┌─ Listed records
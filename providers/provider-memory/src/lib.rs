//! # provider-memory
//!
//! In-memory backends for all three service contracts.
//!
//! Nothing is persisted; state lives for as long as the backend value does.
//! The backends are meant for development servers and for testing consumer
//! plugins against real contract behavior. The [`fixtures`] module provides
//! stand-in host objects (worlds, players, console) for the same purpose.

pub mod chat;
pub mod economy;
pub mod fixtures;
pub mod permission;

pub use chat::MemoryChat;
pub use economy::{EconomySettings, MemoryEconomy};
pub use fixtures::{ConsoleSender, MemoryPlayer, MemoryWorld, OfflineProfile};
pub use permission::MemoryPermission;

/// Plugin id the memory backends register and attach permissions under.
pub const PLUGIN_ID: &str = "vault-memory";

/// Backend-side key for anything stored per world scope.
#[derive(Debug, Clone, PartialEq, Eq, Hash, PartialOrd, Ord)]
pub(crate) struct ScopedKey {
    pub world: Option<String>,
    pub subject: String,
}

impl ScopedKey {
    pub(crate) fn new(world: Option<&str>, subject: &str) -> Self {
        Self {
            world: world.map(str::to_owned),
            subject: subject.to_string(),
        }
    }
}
└─
## What the exercise asks
Transcribe every entry exactly.

## Answer
filename providers/provider-memory/src/lib.rs
//! # provider-memory
//!
//! In-memory backends for all three service contracts.
//!
//! Nothing is persisted; state lives for as long as the backend value does.
//! The backends are meant for development servers and for testing consumer
//! plugins against real contract behavior. The [`fixtures`] module provides
//! stand-in host objects (worlds, players, console) for the same purpose.

pub mod chat;
pub mod economy;
pub mod fixtures;
pub mod permission;

pub use chat::MemoryChat;
pub use economy::{EconomySettings, MemoryEconomy};
pub use fixtures::{ConsoleSender, MemoryPlayer, MemoryWorld, OfflineProfile};
pub use permission::MemoryPermission;

/// Plugin id the memory backends register and attach permissions under.
pub const PLUGIN_ID: &str = "vault-memory";

/// Backend-side key for anything stored per world scope.
#[derive(Debug, Clone, PartialEq, Eq, Hash, PartialOrd, Ord)]
pub(crate) struct ScopedKey {
    pub world: Option<String>,
    pub subject: String,
}

impl ScopedKey {
    pub(crate) fn new(world: Option<&str>, subject: &str) -> Self {
        Self {
            world: world.map(str::to_owned),
            subject: subject.to_string(),
        }
    }
}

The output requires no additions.